This is a critical period for Kashmir. After an extended period of relative peace after 1999, the hanging of Afzal Guru earlier this year marked the start of a sullen phase for the valley. A German Embassy-supported concert by renowned India-born conductor Zubin Mehta saw a security shutdown of Srinagar and four men dead in firing. After the concert—and with a revival of shelling between India and Pakistan across the border—Kashmir is in a state of unrest again.
Through all this, J&K Bank has been steadily growing. In the past five years, the bank’s credit-deposit ratio, the measure of how much money a bank takes from depositors and how much it lends back, has never dropped below 60%; the RBI comfort level is around 40%. By its own admission, the bank collects more in the state, but lends more outside; it gets 68% of its deposits from Jammu and Kashmir but lends only 42% in the state. Outside, the numbers are reversed. In the state, however, the bank’s lending volumes outstrip its competitors. Take the first quarter of FY14: Of the total credit of Rs 2,859.24 crore, J&K Bank alone accounted for 67%.

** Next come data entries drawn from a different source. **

//! Per-connection state owned by an event loop.
//!
//! A `Conn` is only ever touched by the thread of the loop that owns it.
//! Other threads reach it through a [`ConnHandle`], which queues work on that
//! loop instead of touching the connection directly.

use crate::codec::Codec;
use crate::error::{Error, Result};
use crate::runtime::buffer::RingBuffer;
use crate::runtime::event_loop::Task;
use crate::runtime::listener::{SockAddr, Stream};
use crate::runtime::poller::Notifier;
use mio::Token;
use slab::Slab;
use std::any::Any;
use std::fmt;
use std::io::{self, Write};
use std::sync::Arc;

/// Underlying socket of a connection.
pub(crate) enum Transport {
    Stream(Stream),
    /// Reply path for a single datagram.
    Datagram(Arc<std::net::UdpSocket>),
}

/// A client connection as seen by the event handler.
pub struct Conn {
    id: u64,
    token: Token,
    loop_index: usize,
    pub(crate) transport: Transport,
    local_addr: SockAddr,
    remote_addr: SockAddr,
    pub(crate) opened: bool,
    /// WRITABLE interest is registered.
    pub(crate) write_armed: bool,
    context: Option<Box<dyn Any + Send>>,
    codec: Arc<dyn Codec>,
    pub(crate) inbound: RingBuffer,
    pub(crate) outbound: RingBuffer,
    notifier: Option<Arc<Notifier<Task>>>,
}

impl fmt::Debug for Conn {
    fn fmt(&self, f: &mut fmt::Formatter<'_>) -> fmt::Result {
        f.debug_struct("Conn")
            .field("id", &self.id)
            .field("loop", &self.loop_index)
            .field("local_addr", &self.local_addr)
            .field("remote_addr", &self.remote_addr)
            .field("opened", &self.opened)
            .field("inbound", &self.inbound.len())
            .field("outbound", &self.outbound.len())
            .finish()
    }
}

impl Conn {
    #[allow(clippy::too_many_arguments)]
    pub(crate) fn stream(
        id: u64,
        token: Token,
        loop_index: usize,
        stream: Stream,
        local_addr: SockAddr,
        remote_addr: SockAddr,
        codec: Arc<dyn Codec>,
        notifier: Arc<Notifier<Task>>,
    ) -> Self {
        Self {
            id,
            token,
            loop_index,
            transport: Transport::Stream(stream),
            local_addr,
            remote_addr,
            opened: false,
            write_armed: false,
            context: None,
            codec,
            inbound: RingBuffer::new(),
            outbound: RingBuffer::new(),
            notifier: Some(notifier),
        }
    }

    /// Ephemeral connection wrapping one received datagram.
    pub(crate) fn datagram(
        loop_index: usize,
        socket: Arc<std::net::UdpSocket>,
        local_addr: SockAddr,
        remote_addr: SockAddr,
        codec: Arc<dyn Codec>,
    ) -> Self {
        Self {
            id: 0,
            token: Token(usize::MAX),
            loop_index,
            transport: Transport::Datagram(socket),
            local_addr,
            remote_addr,
            opened: true,
            write_armed: false,
            context: None,
            codec,
            inbound: RingBuffer::new(),
            outbound: RingBuffer::new(),
            notifier: None,
        }
    }

    pub(crate) fn id(&self) -> u64 {
        self.id
    }

    pub(crate) fn token(&self) -> Token {
        self.token
    }

    /// Index of the event loop that owns this connection.
    pub fn loop_index(&self) -> usize {
        self.loop_index
    }

    pub fn local_addr(&self) -> &SockAddr {
        &self.local_addr
    }

    pub fn remote_addr(&self) -> &SockAddr {
        &self.remote_addr
    }

    /// Whether this connection wraps a single datagram.
    pub fn is_datagram(&self) -> bool {
        matches!(self.transport, Transport::Datagram(_))
    }

    // ---- user context ----

    pub fn context<T: Any>(&self) -> Option<&T> {
        self.context.as_ref()?.downcast_ref()
    }

    pub fn context_mut<T: Any>(&mut self) -> Option<&mut T> {
        self.context.as_mut()?.downcast_mut()
    }

    pub fn set_context<T: Any + Send>(&mut self, ctx: T) {
        self.context = Some(Box::new(ctx));
    }

    pub fn take_context(&mut self) -> Option<Box<dyn Any + Send>> {
        self.context.take()
    }

    // ---- inbound buffer ----

    /// Every unconsumed inbound byte. Reading does not consume.
    pub fn read(&mut self) -> &[u8] {
        self.inbound.make_contiguous()
    }

    /// The first `n` unconsumed bytes; all of them when `n` is 0 or larger
    /// than what is buffered.
    pub fn read_n(&mut self, n: usize) -> &[u8] {
        let buffered = self.inbound.make_contiguous();
        if n == 0 || n > buffered.len() {
            buffered
        } else {
            &buffered[..n]
        }
    }

    /// Consume `n` inbound bytes and return how many were consumed. A zero
    /// or oversized `n` discards everything.
    pub fn shift_n(&mut self, n: usize) -> usize {
        let len = self.inbound.len();
        if n == 0 || n >= len {
            self.inbound.reset();
            return len;
        }
        self.inbound.shift(n)
    }

    pub fn buffer_len(&self) -> usize {
        self.inbound.len()
    }

    /// Discard all unconsumed inbound bytes.
    pub fn reset_buffer(&mut self) {
        self.inbound.reset();
    }

    // ---- outbound ----

    /// Encode `data` with the server codec and queue it on the owning loop.
    ///
    /// Safe to call from any thread via [`Conn::handle`]; this form is for
    /// callers already holding the connection.
    pub fn async_write(&self, data: &[u8]) -> Result<()> {
        self.handle()
            .ok_or(Error::Unsupported("async_write"))?
            .async_write(data)
    }

    /// Send `data` to the datagram peer right away, without framing.
    pub fn send_to(&self, data: &[u8]) -> Result<usize> {
        match (&self.transport, self.remote_addr.as_inet()) {
            (Transport::Datagram(socket), Some(peer)) => Ok(socket.send_to(data, peer)?),
            _ => Err(Error::Unsupported("send_to")),
        }
    }

    /// Ask the owning loop to call `react` with no frame.
    pub fn wake(&self) -> Result<()> {
        self.handle().ok_or(Error::Unsupported("wake"))?.wake()
    }

    /// Ask the owning loop to close this connection.
    pub fn close(&self) -> Result<()> {
        self.handle().ok_or(Error::Unsupported("close"))?.close()
    }

    /// Thread-safe handle for writing to, waking or closing this connection
    /// later. `None` for datagram connections, which do not outlive the
    /// callback.
    pub fn handle(&self) -> Option<ConnHandle> {
        let notifier = self.notifier.as_ref()?;
        Some(ConnHandle {
            id: self.id,
            token: self.token,
            codec: Arc::clone(&self.codec),
            notifier: Arc::clone(notifier),
        })
    }

    // ---- loop-side I/O ----

    /// Write `data` to the socket, buffering whatever it does not take.
    ///
    /// Data goes behind anything already buffered so ordering holds. Fails
    /// if buffering would push the outbound backlog past `max_outbound`
    /// (0 means no limit).
    pub(crate) fn write(&mut self, data: &[u8], max_outbound: usize) -> io::Result<()> {
        if data.is_empty() {
            return Ok(());
        }
        let Transport::Stream(stream) = &mut self.transport else {
            return Err(io::Error::new(
                io::ErrorKind::Unsupported,
                "stream write on a datagram connection",
            ));
        };

        let mut written = 0;
        if self.outbound.is_empty() {
            while written < data.len() {
                match stream.write(&data[written..]) {
                    Ok(0) => {
                        return Err(io::Error::new(io::ErrorKind::WriteZero, "write returned 0"));
                    }
                    Ok(n) => written += n,
                    Err(ref e) if e.kind() == io::ErrorKind::WouldBlock => break,
                    Err(ref e) if e.kind() == io::ErrorKind::Interrupted => continue,
                    Err(e) => return Err(e),
                }
            }
        }

        let rest = &data[written..];
        if rest.is_empty() {
            return Ok(());
        }
        if max_outbound > 0 && self.outbound.len() + rest.len() > max_outbound {
            return Err(io::Error::new(
                io::ErrorKind::OutOfMemory,
                "outbound buffer limit exceeded",
            ));
        }
        self.outbound.write(rest);
        Ok(())
    }

    /// Push buffered outbound bytes until the socket would block.
    pub(crate) fn flush(&mut self) -> io::Result<usize> {
        match &mut self.transport {
            Transport::Stream(stream) => self.outbound.write_to(stream),
            Transport::Datagram(_) => Ok(0),
        }
    }

    /// One bounded read from the socket into the inbound buffer.
    pub(crate) fn fill(&mut self, max: usize) -> io::Result<usize> {
        match &mut self.transport {
            Transport::Stream(stream) => self.inbound.read_from(stream, max),
            Transport::Datagram(_) => Ok(0),
        }
    }

    pub(crate) fn take_error(&self) -> Option<io::Error> {
        match &self.transport {
            Transport::Stream(stream) => match stream.take_error() {
                Ok(err) => err,
                Err(e) => Some(e),
            },
            Transport::Datagram(_) => None,
        }
    }
}

/// Cross-thread handle to a stream connection.
///
/// Every operation is queued on the owning loop. If the connection has
/// closed by the time the loop runs it, the operation is dropped.
#[derive(Clone)]
pub struct ConnHandle {
    id: u64,
    token: Token,
    codec: Arc<dyn Codec>,
    notifier: Arc<Notifier<Task>>,
}

impl fmt::Debug for ConnHandle {
    fn fmt(&self, f: &mut fmt::Formatter<'_>) -> fmt::Result {
        f.debug_struct("ConnHandle")
            .field("id", &self.id)
            .field("token", &self.token)
            .finish()
    }
}

impl ConnHandle {
    /// Encode on the calling thread, then hand the bytes to the loop.
    pub fn async_write(&self, data: &[u8]) -> Result<()> {
        let data = self.codec.encode(data)?;
        self.notifier.trigger(Task::Write {
            token: self.token,
            id: self.id,
            data,
        })
    }

    pub fn wake(&self) -> Result<()> {
        self.notifier.trigger(Task::Wake {
            token: self.token,
            id: self.id,
        })
    }

    pub fn close(&self) -> Result<()> {
        self.notifier.trigger(Task::Close {
            token: self.token,
            id: self.id,
        })
    }
}

/// Registry of active connections using slab allocation.
///
/// The slab key doubles as the poll token.
pub(crate) struct ConnectionRegistry {
    connections: Slab<Conn>,
    max_connections: usize,
}

impl ConnectionRegistry {
    pub fn new(max_connections: usize) -> Self {
        Self {
            connections: Slab::with_capacity(max_connections.min(1024)),
            max_connections,
        }
    }

    /// Insert the connection built by `make` for the next free token.
    ///
    /// Returns `None` if the registry is at capacity.
    pub fn insert_with<F>(&mut self, make: F) -> Option<Token>
    where
        F: FnOnce(Token) -> Conn,
    {
        if self.connections.len() >= self.max_connections {
            return None;
        }
        let entry = self.connections.vacant_entry();
        let token = Token(entry.key());
        entry.insert(make(token));
        Some(token)
    }

    pub fn get(&self, token: Token) -> Option<&Conn> {
        self.connections.get(token.0)
    }

    pub fn get_mut(&mut self, token: Token) -> Option<&mut Conn> {
        self.connections.get_mut(token.0)
    }

    /// Look up a connection, ignoring a slot reused since `id` was issued.
    pub fn get_live(&mut self, token: Token, id: u64) -> Option<&mut Conn> {
        self.connections.get_mut(token.0).filter(|c| c.id == id)
    }

    pub fn remove(&mut self, token: Token) -> Option<Conn> {
        self.connections.try_remove(token.0)
    }

    pub fn tokens(&self) -> Vec<Token> {
        self.connections.iter().map(|(key, _)| Token(key)).collect()
    }
}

One look at where the bank makes money explains the strategy. Even though it lends more outside the state, it gets 75% of its gross profits from this one state. That’s because its net interest margins in the state are nearly three times at 6.32% compared to outside the state. This also means its CASA (current account savings account) ratio, which measures the number of business customers to savings customers, has closed in on a healthy 40% as of March 2013, and it has one of the best returns on equity among Indian banks at 24.1%. Here’s where depth in the state shows: The CASA ratio is 54% in Jammu and Kashmir, compared to 11% in the rest of India.
“Quite simply, we earn much more from the money deployed within the state than outside. It is far more expensive for us to try and earn from outside. The land here is cheaper, labour costs lower, NPAs are low—it makes perfect sense for us to keep diving deeper into this market,” says Shafat Ahmad Banday, president, advances and asset planning division, J&K Bank.

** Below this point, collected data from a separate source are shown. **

impl fmt::Debug for Server {
    fn fmt(&self, f: &mut fmt::Formatter<'_>) -> fmt::Result {
        f.debug_struct("Server")
            .field("addr", &self.addr)
            .field("network", &self.network)
            .field("num_event_loop", &self.num_event_loop)
            .field("state", &self.state())
            .finish()
    }
}

impl Server {
    /// Bound listen address; carries the real port when binding port 0.
    pub fn addr(&self) -> &SockAddr {
        &self.addr
    }

    pub fn network(&self) -> Network {
        self.network
    }

    pub fn multicore(&self) -> bool {
        self.multicore
    }

    pub fn num_event_loop(&self) -> usize {
        self.num_event_loop
    }

    pub fn reuse_port(&self) -> bool {
        self.reuse_port
    }

    pub fn tcp_keep_alive(&self) -> Option<Duration> {
        self.tcp_keep_alive
    }

    /// Live stream connections across all loops.
    pub fn count_connections(&self) -> usize {
        self.shared.count_connections()
    }

    pub fn state(&self) -> ServerState {
        self.shared.state()
    }

    /// Ask the server to stop. Returns immediately; `serve` returns once
    /// every loop has closed its connections.
    pub fn shutdown(&self) {
        self.shared.signal_shutdown();
    }
}

/// Listeners for each loop, plus one for the acceptor thread if needed.
type Placement = (Vec<Option<Listener>>, Option<Listener>);

fn bind_listeners(
    network: Network,
    address: &str,
    reuse_port: bool,
    num_loops: usize,
) -> Result<Placement> {
    let first = Listener::bind(network, address, reuse_port)?;
    if num_loops == 1 {
        return Ok((vec![Some(first)], None));
    }

    match network {
        Network::Tcp | Network::Udp if reuse_port => {
            // Later binds reuse the resolved address so port 0 stays shared.
            let resolved = first.local_addr()?.to_string();
            let mut listeners = vec![Some(first)];
            for _ in 1..num_loops {
                listeners.push(Some(Listener::bind(network, &resolved, true)?));
            }
            Ok((listeners, None))
        }
        Network::Udp => {
            let mut listeners = Vec::with_capacity(num_loops);
            for _ in 1..num_loops {
                listeners.push(Some(first.try_clone_datagram()?));
            }
            listeners.insert(0, Some(first));
            Ok((listeners, None))
        }
        Network::Tcp | Network::Unix => Ok(((0..num_loops).map(|_| None).collect(), Some(first))),
    }
}

/// Run a server for `handler` on `addr` (`tcp://host:port`,
/// `udp://host:port` or `unix:///path`) until it shuts down.
pub fn serve<H: EventHandler>(handler: H, addr: &str, options: Options) -> Result<()> {
    let (network, address) = parse_address(addr)?;
    let num_loops = options.event_loop_count();
    let reuse_port = options.reuse_port && network != Network::Unix;
    if reuse_port && !reuse_port_supported() {
        return Err(Error::UnsupportedPlatform("SO_REUSEPORT"));
    }

    let (loop_listeners, acceptor_listener) =
        bind_listeners(network, &address, reuse_port, num_loops)?;
    let bound = match loop_listeners.iter().flatten().next().or(acceptor_listener.as_ref()) {
        Some(listener) => listener.local_addr()?,
        None => return Err(Error::Io(io::Error::new(io::ErrorKind::Other, "no listener"))),
    };

    let mut pollers = Vec::with_capacity(num_loops);
    for _ in 0..num_loops {
        pollers.push(Poller::<Task>::new(options.events_capacity)?);
    }
    let loops: Vec<Arc<LoopShared>> = pollers
        .iter()
        .enumerate()
        .map(|(index, poller)| Arc::new(LoopShared::new(index, poller.notifier())))
        .collect();
    let acceptor_poller = match acceptor_listener {
        Some(_) => Some(Poller::<Task>::new(options.events_capacity)?),
        None => None,
    };
    let shared = Arc::new(ServerShared::new(
        loops.clone(),
        acceptor_poller.as_ref().map(|p| p.notifier()),
    ));

    let handler: Arc<dyn EventHandler> = Arc::new(handler);
    let mut event_loops = Vec::with_capacity(num_loops);
    for ((poller, listener), loop_shared) in pollers.into_iter().zip(loop_listeners).zip(&loops) {
        event_loops.push(EventLoop::new(
            poller,
            listener,
            Arc::clone(&handler),
            Arc::clone(loop_shared),
            Arc::clone(&shared),
            &options,
        )?);
    }
    let acceptor = match (acceptor_poller, acceptor_listener) {
        (Some(poller), Some(listener)) => Some(Acceptor::new(
            poller,
            listener,
            options.load_balancing,
            loops.clone(),
            Arc::clone(&shared),
        )?),
        _ => None,
    };

    let server = Server {
        addr: bound,
        network,
        multicore: options.multicore,
        num_event_loop: num_loops,
        reuse_port,
        tcp_keep_alive: options.tcp_keep_alive,
        shared: Arc::clone(&shared),
    };

    info!(
        network = %network,
        addr = %server.addr,
        loops = num_loops,
        reuse_port,
        acceptor = acceptor.is_some(),
        lb = ?options.load_balancing,
        codec = ?options.codec,
        "Server listening"
    );

    if handler.on_init_complete(&server) == Action::Shutdown {
        shared.state.store(ServerState::Stopped as u8, Ordering::Release);
        info!("Server stopped before start");
        return Ok(());
    }
    // A shutdown signalled during init wins.
    let _ = shared.state.compare_exchange(
        ServerState::Initializing as u8,
        ServerState::Running as u8,
        Ordering::AcqRel,
        Ordering::Acquire,
    );

    let mut workers: Vec<JoinHandle<io::Result<()>>> = Vec::with_capacity(num_loops + 2);
    let mut first_error: Option<Error> = None;
    let spawned = spawn_workers(event_loops, acceptor, &options, &handler, &shared, &mut workers);
    if let Err(e) = spawned {
        error!(error = %e, "Failed to start worker thread");
        shared.signal_shutdown();
        first_error = Some(e.into());
    }

    for worker in workers {
        match worker.join() {
            Ok(Ok(())) => {}
            Ok(Err(e)) => {
                first_error.get_or_insert(e.into());
            }
            Err(_) => error!("Worker thread panicked"),
        }
    }

    // Streams handed over after a loop stopped draining.
    for loop_shared in &loops {
        for task in loop_shared.notifier.close() {
            loop_shared.discard(task);
        }
    }
    shared.state.store(ServerState::Stopped as u8, Ordering::Release);
    handler.on_shutdown(&server);
    info!("Server stopped");

    match first_error {
        Some(e) => Err(e),
        None => Ok(()),
    }
}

TODAY, J&K BANK is an institution trying to balance two ambitions: to reach across and even outside India, and remain the largest bank in the valley. The current chairman, Ahmad, says in the next five years he would like to see the business of the bank equally divided between inside and outside the state. Over the last one and a half years, it has emerged as the main lender to most budding enterprises in the valley.
Some of this agenda took shape under Haseeb Drabu, an economist and former journalist. The bank’s chairman and chief executive from 2005 to 2010, Drabu figured that Jammu and Kashmir had about 1% of the population and contributed 0.6% of the national GDP, but accounted for only 0.2% of personal credit and 0.12% of productive credit. “We went out to find entrepreneurs and give them credit,” says Drabu, who focussed on opening new branches and lending to small and medium businesses, and grew advances from Rs 11,500 crore to more than Rs 23,000 crore. Net profit grew from Rs 115 crore to Rs 512 crore, while the cash-deposit ratio rose to an all-time high of 67%.

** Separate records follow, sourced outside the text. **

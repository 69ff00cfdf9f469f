//! Fixed-length framing.

use super::{Codec, Decoded};
use crate::error::CodecError;
use bytes::Bytes;

/// Every frame is exactly `frame_len` bytes; no header on the wire.
#[derive(Debug, Clone, Copy)]
pub struct FixedLengthCodec {
    frame_len: usize,
}

impl FixedLengthCodec {
    /// Create a codec for `frame_len`-byte frames. A zero length would
    /// never produce a frame, so it is rejected.
    pub fn new(frame_len: usize) -> Result<Self, CodecError> {
        if frame_len == 0 {
            return Err(CodecError::ZeroFixedLength);
        }
        Ok(Self { frame_len })
    }

    pub fn frame_len(&self) -> usize {
        self.frame_len
    }
}

impl Codec for FixedLengthCodec {
    fn encode(&self, payload: &[u8]) -> Result<Bytes, CodecError> {
        if payload.len() != self.frame_len {
            return Err(CodecError::InvalidFixedLength {
                expected: self.frame_len,
                actual: payload.len(),
            });
        }
        Ok(Bytes::copy_from_slice(payload))
    }

    fn decode(&self, input: &[u8]) -> Result<Decoded, CodecError> {
        if input.len() < self.frame_len {
            return Ok(Decoded::Incomplete);
        }
        Ok(Decoded::Frame {
            frame: Bytes::copy_from_slice(&input[..self.frame_len]),
            consumed: self.frame_len,
        })
    }
}
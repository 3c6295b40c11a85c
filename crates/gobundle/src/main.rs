//! gobundle CLI entry point.

// CLI binary needs to output to stdout/stderr - this is intentional
#![allow(clippy::print_stdout, clippy::print_stderr)]

use gobundle::Outcome;
use gobundle::cli::{self, EXIT_FAILURE, EXIT_OK, exit_code_for, render_error};
use gobundle::logging::{self, TracingConfig, TracingFormat};

fn main() {
    let cli = cli::parse();

    let tracing_config = TracingConfig {
        format: if cli.json {
            TracingFormat::Json
        } else {
            TracingFormat::Compact
        },
        level: cli.effective_level().into(),
    };
    // Ignore error if tracing already initialized (e.g., in tests)
    let _ = logging::init_tracing(&tracing_config);

    let exit_code = match gobundle::run(&cli) {
        Ok(Outcome::Listed(closure)) => match serde_json::to_string_pretty(&closure) {
            Ok(json) => {
                println!("{json}");
                EXIT_OK
            }
            Err(e) => {
                eprintln!("gobundle: unable to encode closure: {e}");
                EXIT_FAILURE
            }
        },
        Ok(Outcome::Deployed { kept }) => {
            if let Some(path) = kept {
                eprintln!("{}", path.display());
            }
            EXIT_OK
        }
        Err(err) => {
            render_error(&err, cli.json);
            exit_code_for(&err)
        }
    };
    std::process::exit(exit_code);
}
//! Error types for Go build context discovery.

use miette::Diagnostic;
use thiserror::Error;

/// Result type for build context operations.
pub type Result<T> = std::result::Result<T, Error>;

/// Errors raised while configuring a [`GoBuildContext`](crate::GoBuildContext).
///
/// Package lookups never fail with these; they report through
/// [`gobundle_core::Lookup`] instead.
#[derive(Error, Debug, Diagnostic)]
pub enum Error {
    /// GOROOT is unset and could not be asked from the `go` tool.
    #[error("Unable to determine GOROOT: {message}")]
    #[diagnostic(
        code(gobundle::gobuild::goroot_not_found),
        help("Set GOROOT or pass --goroot pointing at the Go distribution")
    )]
    GorootNotFound {
        /// Why detection failed.
        message: String,
    },

    /// GOPATH is unset and no home directory is known.
    #[error("Unable to determine GOPATH: no home directory")]
    #[diagnostic(
        code(gobundle::gobuild::gopath_not_found),
        help("Set GOPATH or pass --gopath")
    )]
    GopathNotFound,
}

#[cfg(test)]
mod tests {
    use super::*;

    #[test]
    fn test_goroot_not_found_message() {
        let error = Error::GorootNotFound {
            message: "go: command not found".to_string(),
        };
        assert_eq!(
            error.to_string(),
            "Unable to determine GOROOT: go: command not found"
        );
    }
}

Khalil Mohammad Kalwal, a 62-year-old carpenter, is among those cheering for the bank: “People like me can only take small loans,” he says, “and apart from J&K Bank, no one has ever really considered us safe bets.” What started in Drabu’s time has now become one of the bank’s pillars—lending to more than 350,000 artisans and some 300,000 apple farmers. Lending to apple farmers alone has grown from a few crores to Rs 2,000 crore in the last three to four years.
But in August 2010, Drabu was abruptly fired. He got word that Chief Minister Omar Abdullah, who had come to power 18 months ago and with whom he thought he shared a good equation, wanted him to resign. Drabu had been economic advisor to the previous government (the People’s Democratic Party-led coalition), and had resigned from that position when Abdullah’s National Conference party came to power. Reports say he had offered to step down from his position at the bank as well, but was asked to stay on. A hardline section of Abdullah’s government did not want the state’s bank headed by what they thought was an “opposition” man. News reports conjecture that this old guard pressured Abdullah to remove Drabu.
Ask Drabu whether he believes this is true and he says with a smile: “Omar told me that he will not interfere in my work, and he kept his word. Not once did he tell me what to do, even when I disagreed with him. But of course there are many vested interests at play, and the chief minister is just one of them. There are many ways to create pressure.” Abdullah was not available for an interview.
Ahmad echoes Drabu: “You might not believe me, but there is no day-to-day interference from the government. When we grow businesses in Kashmir, of course, it has a political impact too.”
With business has come peace, or maybe it’s the other way around, but one thing is certain—there is an unprecedented entrepreneurial wave in Kashmir. “There is definitely a peace dividend,” says Ahmad. And he’s ensuring that the bank remains the biggest beneficiary of that dividend.